BEGIN
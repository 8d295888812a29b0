//! SQLite-backed entry store with in-process live queries.
//!
//! # Invariants
//! - Lock order is `conn` then `feeds`; neither is held across an await.
//! - Every subscription owns its own feed. After every successful write each
//!   live feed of the affected owner receives a fresh snapshot read back
//!   from SQLite.
//! - Feeds without receivers are dropped on the next publish.

use super::{EntryStore, EntrySubscription, StoreError, StoreResult};
use crate::model::entry::{Entry, EntryId, OwnerId};
use crate::repo::entry_repo::{entry_owner, EntryRepository, SqliteEntryRepository};
use async_trait::async_trait;
use log::{debug, info, warn};
use parking_lot::Mutex;
use rusqlite::Connection;
use std::collections::HashMap;
use std::sync::Arc;
use tokio::sync::watch;
use uuid::Uuid;

struct Feed {
    id: u64,
    tx: watch::Sender<Arc<Vec<Entry>>>,
}

#[derive(Default)]
struct Feeds {
    next_id: u64,
    by_owner: HashMap<OwnerId, Vec<Feed>>,
}

/// Local entry store over one SQLite connection.
pub struct LocalEntryStore {
    conn: Mutex<Connection>,
    feeds: Mutex<Feeds>,
}

impl LocalEntryStore {
    /// Wraps a migrated connection (see `db::open_db`).
    pub fn new(conn: Connection) -> Self {
        Self {
            conn: Mutex::new(conn),
            feeds: Mutex::new(Feeds::default()),
        }
    }

    /// Number of live subscription handles for `owner_id`.
    pub fn subscriber_count(&self, owner_id: &str) -> usize {
        self.feeds.lock().by_owner.get(owner_id).map_or(0, |feeds| {
            feeds.iter().map(|feed| feed.tx.receiver_count()).sum()
        })
    }

    fn publish(&self, conn: &Connection, owner_id: &str) -> StoreResult<()> {
        let mut feeds = self.feeds.lock();
        let Some(owner_feeds) = feeds.by_owner.get_mut(owner_id) else {
            return Ok(());
        };
        owner_feeds.retain(|feed| feed.tx.receiver_count() > 0);
        if owner_feeds.is_empty() {
            feeds.by_owner.remove(owner_id);
            debug!("event=entry_feed_drop module=store status=ok");
            return Ok(());
        }

        let snapshot = Arc::new(SqliteEntryRepository::new(conn).list_entries_by_owner(owner_id)?);
        for feed in owner_feeds.iter() {
            feed.tx.send_replace(snapshot.clone());
        }
        debug!(
            "event=entry_feed_push module=store status=ok feeds={} entries={}",
            owner_feeds.len(),
            snapshot.len()
        );
        Ok(())
    }
}

#[async_trait]
impl EntryStore for LocalEntryStore {
    async fn subscribe(&self, owner_id: &str) -> StoreResult<EntrySubscription> {
        let conn = self.conn.lock();
        let snapshot = Arc::new(SqliteEntryRepository::new(&conn).list_entries_by_owner(owner_id)?);

        let mut feeds = self.feeds.lock();
        feeds.next_id += 1;
        let id = feeds.next_id;
        let (tx, rx) = watch::channel(snapshot);
        feeds
            .by_owner
            .entry(owner_id.to_string())
            .or_default()
            .push(Feed { id, tx });

        info!("event=entry_subscribe module=store status=ok feed={id}");
        Ok(EntrySubscription::new(id, owner_id.to_string(), rx))
    }

    fn unsubscribe(&self, subscription: &EntrySubscription) {
        let mut feeds = self.feeds.lock();
        let owner_id = subscription.owner_id();
        let Some(owner_feeds) = feeds.by_owner.get_mut(owner_id) else {
            return;
        };
        let before = owner_feeds.len();
        owner_feeds.retain(|feed| feed.id != subscription.feed_id());
        let closed = owner_feeds.len() != before;
        if owner_feeds.is_empty() {
            feeds.by_owner.remove(owner_id);
        }
        if closed {
            info!(
                "event=entry_unsubscribe module=store status=ok feed={}",
                subscription.feed_id()
            );
        }
    }

    async fn get(&self, owner_id: &str, id: EntryId) -> StoreResult<Entry> {
        let conn = self.conn.lock();
        match SqliteEntryRepository::new(&conn).get_entry(id)? {
            Some(entry) if entry.owner_id == owner_id => Ok(entry),
            Some(_) => {
                warn!("event=entry_get module=store status=hidden reason=foreign_owner");
                Err(StoreError::NotFound(id))
            }
            None => Err(StoreError::NotFound(id)),
        }
    }

    async fn upsert(&self, entry: &Entry) -> StoreResult<Entry> {
        if entry.owner_id.trim().is_empty() {
            return Err(StoreError::PermissionDenied(
                "entry has no owner".to_string(),
            ));
        }

        let conn = self.conn.lock();
        let repo = SqliteEntryRepository::new(&conn);
        let mut persisted = entry.clone();

        let (id, mode) = match entry.id {
            None => {
                let id = Uuid::new_v4();
                persisted.id = Some(id);
                repo.insert_entry(&persisted)?;
                (id, "insert")
            }
            Some(id) => match entry_owner(&conn, id)? {
                None => {
                    repo.insert_entry(&persisted)?;
                    (id, "insert")
                }
                Some(owner) if owner != entry.owner_id => {
                    return Err(StoreError::PermissionDenied(format!(
                        "entry {id} belongs to another identity"
                    )));
                }
                Some(_) => {
                    repo.update_entry(&persisted)?;
                    (id, "update")
                }
            },
        };

        let stored = repo.get_entry(id)?.ok_or(StoreError::NotFound(id))?;
        self.publish(&conn, &stored.owner_id)?;

        info!("event=entry_upsert module=store status=ok mode={mode}");
        Ok(stored)
    }

    async fn delete(&self, owner_id: &str, id: EntryId) -> StoreResult<()> {
        let conn = self.conn.lock();
        match entry_owner(&conn, id)? {
            None => {
                debug!("event=entry_delete module=store status=noop reason=absent");
                return Ok(());
            }
            Some(owner) if owner != owner_id => {
                warn!("event=entry_delete module=store status=denied reason=foreign_owner");
                return Err(StoreError::PermissionDenied(format!(
                    "entry {id} belongs to another identity"
                )));
            }
            Some(_) => {}
        }

        SqliteEntryRepository::new(&conn).delete_entry(id)?;
        self.publish(&conn, owner_id)?;

        info!("event=entry_delete module=store status=ok");
        Ok(())
    }
}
END
◆ Problem requirements
Each entry above has to be duplicated exactly as it stands.

◆ Written response
repository 8d295888812a29b0
//! SQLite-backed entry store with in-process live queries.
//!
//! # Invariants
//! - Lock order is `conn` then `feeds`; neither is held across an await.
//! - Every subscription owns its own feed. After every successful write each
//!   live feed of the affected owner receives a fresh snapshot read back
//!   from SQLite.
//! - Feeds without receivers are dropped on the next publish.

use super::{EntryStore, EntrySubscription, StoreError, StoreResult};
use crate::model::entry::{Entry, EntryId, OwnerId};
use crate::repo::entry_repo::{entry_owner, EntryRepository, SqliteEntryRepository};
use async_trait::async_trait;
use log::{debug, info, warn};
use parking_lot::Mutex;
use rusqlite::Connection;
use std::collections::HashMap;
use std::sync::Arc;
use tokio::sync::watch;
use uuid::Uuid;

struct Feed {
    id: u64,
    tx: watch::Sender<Arc<Vec<Entry>>>,
}

#[derive(Default)]
struct Feeds {
    next_id: u64,
    by_owner: HashMap<OwnerId, Vec<Feed>>,
}

/// Local entry store over one SQLite connection.
pub struct LocalEntryStore {
    conn: Mutex<Connection>,
    feeds: Mutex<Feeds>,
}

impl LocalEntryStore {
    /// Wraps a migrated connection (see `db::open_db`).
    pub fn new(conn: Connection) -> Self {
        Self {
            conn: Mutex::new(conn),
            feeds: Mutex::new(Feeds::default()),
        }
    }

    /// Number of live subscription handles for `owner_id`.
    pub fn subscriber_count(&self, owner_id: &str) -> usize {
        self.feeds.lock().by_owner.get(owner_id).map_or(0, |feeds| {
            feeds.iter().map(|feed| feed.tx.receiver_count()).sum()
        })
    }

    fn publish(&self, conn: &Connection, owner_id: &str) -> StoreResult<()> {
        let mut feeds = self.feeds.lock();
        let Some(owner_feeds) = feeds.by_owner.get_mut(owner_id) else {
            return Ok(());
        };
        owner_feeds.retain(|feed| feed.tx.receiver_count() > 0);
        if owner_feeds.is_empty() {
            feeds.by_owner.remove(owner_id);
            debug!("event=entry_feed_drop module=store status=ok");
            return Ok(());
        }

        let snapshot = Arc::new(SqliteEntryRepository::new(conn).list_entries_by_owner(owner_id)?);
        for feed in owner_feeds.iter() {
            feed.tx.send_replace(snapshot.clone());
        }
        debug!(
            "event=entry_feed_push module=store status=ok feeds={} entries={}",
            owner_feeds.len(),
            snapshot.len()
        );
        Ok(())
    }
}

#[async_trait]
impl EntryStore for LocalEntryStore {
    async fn subscribe(&self, owner_id: &str) -> StoreResult<EntrySubscription> {
        let conn = self.conn.lock();
        let snapshot = Arc::new(SqliteEntryRepository::new(&conn).list_entries_by_owner(owner_id)?);

        let mut feeds = self.feeds.lock();
        feeds.next_id += 1;
        let id = feeds.next_id;
        let (tx, rx) = watch::channel(snapshot);
        feeds
            .by_owner
            .entry(owner_id.to_string())
            .or_default()
            .push(Feed { id, tx });

        info!("event=entry_subscribe module=store status=ok feed={id}");
        Ok(EntrySubscription::new(id, owner_id.to_string(), rx))
    }

    fn unsubscribe(&self, subscription: &EntrySubscription) {
        let mut feeds = self.feeds.lock();
        let owner_id = subscription.owner_id();
        let Some(owner_feeds) = feeds.by_owner.get_mut(owner_id) else {
            return;
        };
        let before = owner_feeds.len();
        owner_feeds.retain(|feed| feed.id != subscription.feed_id());
        let closed = owner_feeds.len() != before;
        if owner_feeds.is_empty() {
            feeds.by_owner.remove(owner_id);
        }
        if closed {
            info!(
                "event=entry_unsubscribe module=store status=ok feed={}",
                subscription.feed_id()
            );
        }
    }

    async fn get(&self, owner_id: &str, id: EntryId) -> StoreResult<Entry> {
        let conn = self.conn.lock();
        match SqliteEntryRepository::new(&conn).get_entry(id)? {
            Some(entry) if entry.owner_id == owner_id => Ok(entry),
            Some(_) => {
                warn!("event=entry_get module=store status=hidden reason=foreign_owner");
                Err(StoreError::NotFound(id))
            }
            None => Err(StoreError::NotFound(id)),
        }
    }

    async fn upsert(&self, entry: &Entry) -> StoreResult<Entry> {
        if entry.owner_id.trim().is_empty() {
            return Err(StoreError::PermissionDenied(
                "entry has no owner".to_string(),
            ));
        }

        let conn = self.conn.lock();
        let repo = SqliteEntryRepository::new(&conn);
        let mut persisted = entry.clone();

        let (id, mode) = match entry.id {
            None => {
                let id = Uuid::new_v4();
                persisted.id = Some(id);
                repo.insert_entry(&persisted)?;
                (id, "insert")
            }
            Some(id) => match entry_owner(&conn, id)? {
                None => {
                    repo.insert_entry(&persisted)?;
                    (id, "insert")
                }
                Some(owner) if owner != entry.owner_id => {
                    return Err(StoreError::PermissionDenied(format!(
                        "entry {id} belongs to another identity"
                    )));
                }
                Some(_) => {
                    repo.update_entry(&persisted)?;
                    (id, "update")
                }
            },
        };

        let stored = repo.get_entry(id)?.ok_or(StoreError::NotFound(id))?;
        self.publish(&conn, &stored.owner_id)?;

        info!("event=entry_upsert module=store status=ok mode={mode}");
        Ok(stored)
    }

    async fn delete(&self, owner_id: &str, id: EntryId) -> StoreResult<()> {
        let conn = self.conn.lock();
        match entry_owner(&conn, id)? {
            None => {
                debug!("event=entry_delete module=store status=noop reason=absent");
                return Ok(());
            }
            Some(owner) if owner != owner_id => {
                warn!("event=entry_delete module=store status=denied reason=foreign_owner");
                return Err(StoreError::PermissionDenied(format!(
                    "entry {id} belongs to another identity"
                )));
            }
            Some(_) => {}
        }

        SqliteEntryRepository::new(&conn).delete_entry(id)?;
        self.publish(&conn, owner_id)?;

        info!("event=entry_delete module=store status=ok");
        Ok(())
    }
}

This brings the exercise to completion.